# trouble codes P0431 and P0441



## josh-r (Nov 27, 2009)

About 3 months ago my check engine and emissions workshop light came on. Before I did anything about it the light shut off and remained that way until yesterday. Today I got the codes P0431 and P0441.
I drive a 2000 Passat GLX with 101k miles on it.
I think it is either the purge valve, a bad cat, or possibly an 02 sensor, but I really have no idea. Any advice to put me in the right direction is greatly appreciated.


----------



## dangerous_dave (Jun 28, 2006)

*Re: trouble codes P0431 and P0441 (josh-r)*

p0431 means your cat on bank 2 (drivers side) is no good.
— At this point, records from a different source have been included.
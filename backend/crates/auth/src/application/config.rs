//! Application Configuration
//!
//! Configuration for the Auth application layer.

use std::time::Duration;

/// Re-export SameSite from platform
pub use platform::cookie::SameSite;

/// Auth application configuration
#[derive(Debug, Clone)]
pub struct AuthConfig {
    /// Session cookie name
    pub session_cookie_name: String,
    /// Session secret key for HMAC signing (32 bytes)
    pub session_secret: [u8; 32],
    /// Session TTL (12 hours)
    pub session_ttl: Duration,
    /// Password reset token TTL (15 minutes)
    pub reset_ttl: Duration,
    /// Whether to require the Secure cookie attribute
    pub cookie_secure: bool,
    /// SameSite policy
    pub cookie_same_site: SameSite,
}

impl Default for AuthConfig {
    fn default() -> Self {
        Self {
            session_cookie_name: "painel_session".to_string(),
            session_secret: [0u8; 32],
            session_ttl: Duration::from_secs(12 * 3600),
            reset_ttl: Duration::from_secs(15 * 60),
            cookie_secure: true,
            cookie_same_site: SameSite::Lax,
        }
    }
}

impl AuthConfig {
    /// Create config with a random session secret
    pub fn with_random_secret() -> Self {
        use rand::RngCore;
        let mut secret = [0u8; 32];
        rand::rng().fill_bytes(&mut secret);
        Self {
            session_secret: secret,
            ..Default::default()
        }
    }

    /// Create config for development (insecure cookie)
    pub fn development() -> Self {
        Self {
            cookie_secure: false,
            ..Self::with_random_secret()
        }
    }

    /// Session TTL as a chrono duration for entity construction
    pub fn session_ttl_chrono(&self) -> chrono::Duration {
        chrono::Duration::from_std(self.session_ttl).unwrap_or_else(|_| chrono::Duration::hours(12))
    }

    /// Reset TTL as a chrono duration for entity construction
    pub fn reset_ttl_chrono(&self) -> chrono::Duration {
        chrono::Duration::from_std(self.reset_ttl).unwrap_or_else(|_| chrono::Duration::minutes(15))
    }

    /// Session TTL in whole seconds (cookie Max-Age)
    pub fn session_ttl_secs(&self) -> i64 {
        self.session_ttl.as_secs() as i64
    }
}
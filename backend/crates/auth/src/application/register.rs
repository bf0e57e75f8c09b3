//! Register Use Case
//!
//! Creates a new user account keyed by CPF.

use std::sync::Arc;

use crate::domain::entity::user::{NewUser, User};
use crate::domain::entity::auth_session::SessionContext;
use crate::domain::repository::UserRepository;
use crate::domain::value_object::{
    cpf::Cpf, user_password::{RawPassword, StoredPassword}, user_role::UserRole,
};
use crate::error::{AuthError, AuthResult};

/// Registration input
pub struct RegisterInput {
    pub cpf: String,
    pub first_name: String,
    pub last_name: String,
    pub city: String,
    pub password: String,
    pub confirm_password: String,
    /// Request the admin role; ignored unless the caller is an admin
    pub admin: bool,
}

/// Register use case
pub struct RegisterUseCase<U>
where
    U: UserRepository,
{
    user_repo: Arc<U>,
}

impl<U> RegisterUseCase<U>
where
    U: UserRepository,
{
    pub fn new(user_repo: Arc<U>) -> Self {
        Self { user_repo }
    }

    /// Validate the input, hash the password, and insert the account.
    ///
    /// New accounts start with the regular role and blocked access; an
    /// administrator must grant access before the first login. The
    /// `admin` flag in the input only takes effect when the caller
    /// holds an admin session, so an anonymous request can never mint
    /// an administrator.
    pub async fn execute(
        &self,
        input: RegisterInput,
        caller: Option<&SessionContext>,
    ) -> AuthResult<User> {
        let cpf = Cpf::new(&input.cpf).map_err(|_| AuthError::InvalidCpf)?;

        let first_name = required(&input.first_name, "firstName")?;
        let last_name = required(&input.last_name, "lastName")?;
        let city = required(&input.city, "city")?;

        if input.password != input.confirm_password {
            return Err(AuthError::PasswordMismatch);
        }

        let raw = RawPassword::new(input.password)
            .map_err(|e| AuthError::WeakPassword(e.to_string()))?;
        let password = StoredPassword::from_raw(&raw);

        let mut new_user = NewUser::new(cpf, first_name, last_name, city, password);
        if input.admin && caller.is_some_and(|c| c.is_admin()) {
            new_user = new_user.with_role(UserRole::Admin);
        }

        // The unique constraint on cpf decides duplicate races; the
        // repository maps the violation to CpfTaken
        let user = self.user_repo.create(&new_user).await?;

        tracing::info!(
            cpf = %user.cpf,
            role = %user.role,
            "User registered"
        );

        Ok(user)
    }
}

fn required(value: &str, field: &'static str) -> AuthResult<String> {
    let trimmed = value.trim();
    if trimmed.is_empty() {
        return Err(AuthError::MissingField(field));
    }
    Ok(trimmed.to_string())
}
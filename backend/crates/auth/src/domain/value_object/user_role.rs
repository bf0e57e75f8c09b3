//! User Role Value Object
//!
//! Role and access state were two inconsistently named boolean columns
//! in earlier schema revisions; they are now two orthogonal enums.
//! This one answers "what may this user do", not "may they log in".

use serde::{Deserialize, Serialize};
use std::fmt;

#[derive(Debug, Clone, Copy, PartialEq, Eq, Default, Serialize, Deserialize)]
#[repr(i16)]
pub enum UserRole {
    #[default]
    Regular = 0,
    Admin = 1,
}

impl UserRole {
    /// Numeric ID for database storage
    #[inline]
    pub const fn id(&self) -> i16 {
        *self as i16
    }

    /// String code for serialization/API
    #[inline]
    pub const fn code(&self) -> &'static str {
        match self {
            Self::Regular => "regular",
            Self::Admin => "admin",
        }
    }

    #[inline]
    pub const fn is_admin(&self) -> bool {
        matches!(self, Self::Admin)
    }

    /// Create from numeric ID
    #[inline]
    pub fn from_id(id: i16) -> Option<Self> {
        match id {
            0 => Some(Self::Regular),
            1 => Some(Self::Admin),
            _ => None,
        }
    }

    /// Create from string code
    #[inline]
    pub fn from_code(code: &str) -> Option<Self> {
        match code {
            "regular" => Some(Self::Regular),
            "admin" => Some(Self::Admin),
            _ => None,
        }
    }
}

impl fmt::Display for UserRole {
    fn fmt(&self, f: &mut fmt::Formatter<'_>) -> fmt::Result {
        f.write_str(self.code())
    }
}

#[cfg(test)]
mod tests {
    use super::*;

    #[test]
    fn test_from_id() {
        assert_eq!(UserRole::from_id(0), Some(UserRole::Regular));
        assert_eq!(UserRole::from_id(1), Some(UserRole::Admin));
        assert_eq!(UserRole::from_id(2), None);
    }

    #[test]
    fn test_from_code() {
        assert_eq!(UserRole::from_code("regular"), Some(UserRole::Regular));
        assert_eq!(UserRole::from_code("admin"), Some(UserRole::Admin));
        assert_eq!(UserRole::from_code("superuser"), None);
    }

    #[test]
    fn test_display() {
        assert_eq!(UserRole::Regular.to_string(), "regular");
        assert_eq!(UserRole::Admin.to_string(), "admin");
    }

    #[test]
    fn test_is_admin() {
        assert!(!UserRole::Regular.is_admin());
        assert!(UserRole::Admin.is_admin());
    }

    #[test]
    fn test_default_is_regular() {
        assert_eq!(UserRole::default(), UserRole::Regular);
    }
}
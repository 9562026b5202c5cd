use std::time::Duration;

use anyhow::{Context, Result};
use base64::engine::general_purpose::STANDARD as BASE64;
use base64::Engine as _;
use reqwest::blocking::Client as HttpClient;
use serde::Deserialize;
use serde_json::{json, Map, Value};
use tracing::debug;

use super::{
    map_object, response_json_or_error, GenerationRequest, GenerationResponse, ImageProvider,
    InlineImage,
};
use crate::error::StartupError;

pub const CREDENTIAL_ENV_VARS: &[&str] = &["GEMINI_API_KEY", "GOOGLE_API_KEY"];
const DEFAULT_API_BASE: &str = "https://generativelanguage.googleapis.com/v1beta";

pub struct GeminiProvider {
    api_base: String,
    api_key: String,
    http: HttpClient,
}

impl GeminiProvider {
    pub fn new(
        api_key: impl Into<String>,
        api_base: Option<&str>,
        timeout: Option<Duration>,
    ) -> Result<Self, StartupError> {
        let api_key = api_key.into().trim().to_string();
        if api_key.is_empty() {
            return Err(StartupError::MissingCredentials(CREDENTIAL_ENV_VARS.join(" or ")));
        }
        let mut builder = HttpClient::builder();
        if let Some(timeout) = timeout {
            builder = builder.timeout(timeout);
        }
        let http = builder.build().map_err(StartupError::Client)?;
        Ok(Self {
            api_base: api_base
                .map(|value| value.trim().trim_end_matches('/').to_string())
                .filter(|value| !value.is_empty())
                .unwrap_or_else(|| DEFAULT_API_BASE.to_string()),
            api_key,
            http,
        })
    }

    pub fn from_lookup(
        api_base: Option<&str>,
        timeout: Option<Duration>,
        lookup: impl Fn(&str) -> Option<String>,
    ) -> Result<Self, StartupError> {
        let api_key = CREDENTIAL_ENV_VARS
            .iter()
            .filter_map(|key| lookup(key))
            .map(|value| value.trim().to_string())
            .find(|value| !value.is_empty())
            .ok_or_else(|| StartupError::MissingCredentials(CREDENTIAL_ENV_VARS.join(" or ")))?;
        Self::new(api_key, api_base, timeout)
    }

    fn endpoint_for_model(&self, model: &str) -> String {
        let trimmed = model.trim();
        let model_path = if trimmed.starts_with("models/") {
            trimmed.to_string()
        } else {
            format!("models/{trimmed}")
        };
        format!("{}/{}:generateContent", self.api_base, model_path)
    }

    pub(crate) fn build_payload(request: &GenerationRequest<'_>) -> Value {
        json!({
            "contents": [{
                "role": "user",
                "parts": [
                    { "text": request.prompt },
                    {
                        "inlineData": {
                            "mimeType": request.mime_type,
                            "data": BASE64.encode(request.image),
                        }
                    }
                ],
            }],
            "generationConfig": {
                "temperature": request.settings.temperature,
                "topP": request.settings.top_p,
                "responseModalities": ["TEXT", "IMAGE"],
            },
        })
    }

    pub(crate) fn parse_response(payload: Value) -> Result<GenerationResponse> {
        let parsed: GenerateContentResponse = serde_json::from_value(payload)
            .context("Gemini response did not match the generateContent shape")?;

        let mut image: Option<InlineImage> = None;
        let mut extra_images = 0usize;
        let mut texts: Vec<String> = Vec::new();
        let mut finish_reasons: Vec<String> = Vec::new();
        for candidate in &parsed.candidates {
            if let Some(reason) = candidate.finish_reason.as_deref() {
                finish_reasons.push(reason.to_string());
            }
            let parts = candidate
                .content
                .as_ref()
                .map(|content| content.parts.as_slice())
                .unwrap_or_default();
            for part in parts {
                if let Some(text) = part.text.as_deref().map(str::trim) {
                    if !text.is_empty() {
                        texts.push(text.to_string());
                    }
                }
                let Some(inline) = part.inline_data.as_ref() else {
                    continue;
                };
                let data = inline.data.as_deref().unwrap_or_default();
                if data.is_empty() {
                    continue;
                }
                if image.is_some() {
                    extra_images += 1;
                    continue;
                }
                let bytes = BASE64
                    .decode(data.as_bytes())
                    .context("Gemini image base64 decode failed")?;
                image = Some(InlineImage {
                    bytes,
                    mime_type: inline.mime_type.clone(),
                });
            }
        }

        let block_reason = parsed
            .prompt_feedback
            .as_ref()
            .and_then(|feedback| feedback.block_reason.clone());
        let text = if !texts.is_empty() {
            Some(texts.join("\n"))
        } else if let Some(reason) = block_reason.as_deref() {
            Some(format!("prompt blocked: {reason}"))
        } else {
            finish_reasons
                .iter()
                .find(|reason| reason.as_str() != "STOP")
                .map(|reason| format!("finish reason: {reason}"))
        };

        let mut warnings = Vec::new();
        if extra_images > 0 {
            warnings.push(format!(
                "ignored {extra_images} additional inline image(s); kept the first"
            ));
        }
        if image.is_some() {
            if let Some(reason) = finish_reasons.iter().find(|reason| reason.as_str() != "STOP") {
                warnings.push(format!("image returned with finish reason {reason}"));
            }
        }

        Ok(GenerationResponse {
            image,
            text,
            provider_request: Map::new(),
            provider_response: map_object(json!({
                "candidates": parsed.candidates.len(),
                "finish_reasons": finish_reasons,
                "block_reason": block_reason,
                "usage_metadata": parsed.usage_metadata.unwrap_or(Value::Null),
            })),
            warnings,
        })
    }
}

impl ImageProvider for GeminiProvider {
    fn name(&self) -> &str {
        "gemini"
    }

    fn generate(&self, request: &GenerationRequest<'_>) -> Result<GenerationResponse> {
        let endpoint = self.endpoint_for_model(request.model);
        let payload = Self::build_payload(request);
        debug!(%endpoint, bytes = request.image.len(), "sending Gemini generateContent");

        let response = self
            .http
            .post(&endpoint)
            .query(&[("key", self.api_key.as_str())])
            .json(&payload)
            .send()
            .with_context(|| format!("Gemini request failed ({endpoint})"))?;
        let response_payload = response_json_or_error("Gemini", response)?;

        let mut result = Self::parse_response(response_payload)?;
        result.provider_request = map_object(json!({
            "endpoint": endpoint,
            "payload": payload,
        }));
        Ok(result)
    }
}

#[derive(Debug, Default, Deserialize)]
#[serde(rename_all = "camelCase")]
struct GenerateContentResponse {
    #[serde(default)]
    candidates: Vec<Candidate>,
    #[serde(alias = "prompt_feedback")]
    prompt_feedback: Option<PromptFeedback>,
    #[serde(alias = "usage_metadata")]
    usage_metadata: Option<Value>,
}

#[derive(Debug, Deserialize)]
#[serde(rename_all = "camelCase")]
struct Candidate {
    content: Option<Content>,
    #[serde(alias = "finish_reason")]
    finish_reason: Option<String>,
}

#[derive(Debug, Deserialize)]
struct Content {
    #[serde(default)]
    parts: Vec<Part>,
}

#[derive(Debug, Deserialize)]
#[serde(rename_all = "camelCase")]
struct Part {
    text: Option<String>,
    #[serde(alias = "inline_data")]
    inline_data: Option<Blob>,
}

#[derive(Debug, Deserialize)]
#[serde(rename_all = "camelCase")]
struct Blob {
    #[serde(alias = "mime_type")]
    mime_type: Option<String>,
    data: Option<String>,
}

#[derive(Debug, Deserialize)]
#[serde(rename_all = "camelCase")]
struct PromptFeedback {
    #[serde(alias = "block_reason")]
    block_reason: Option<String>,
}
P0441 is an evap system code. Usually it means you need a new purge valve but sometimes it means you need a new canister or both. Sometimes fuel gets in there and ruins the canister. A good way to find out is to weigh the canister. It should weigh 5 pounds. If it weighs more, like 7 pounds, that means you have 2 pounds of fuel in there. I recommend you try to set readiness with vag com and test the cat in basic settings value block 047. If it doesn't pass, you need a new one. As for the evap code, replace the purge valve and take it from there. If that doesn't fix the code, replace the canister.


----------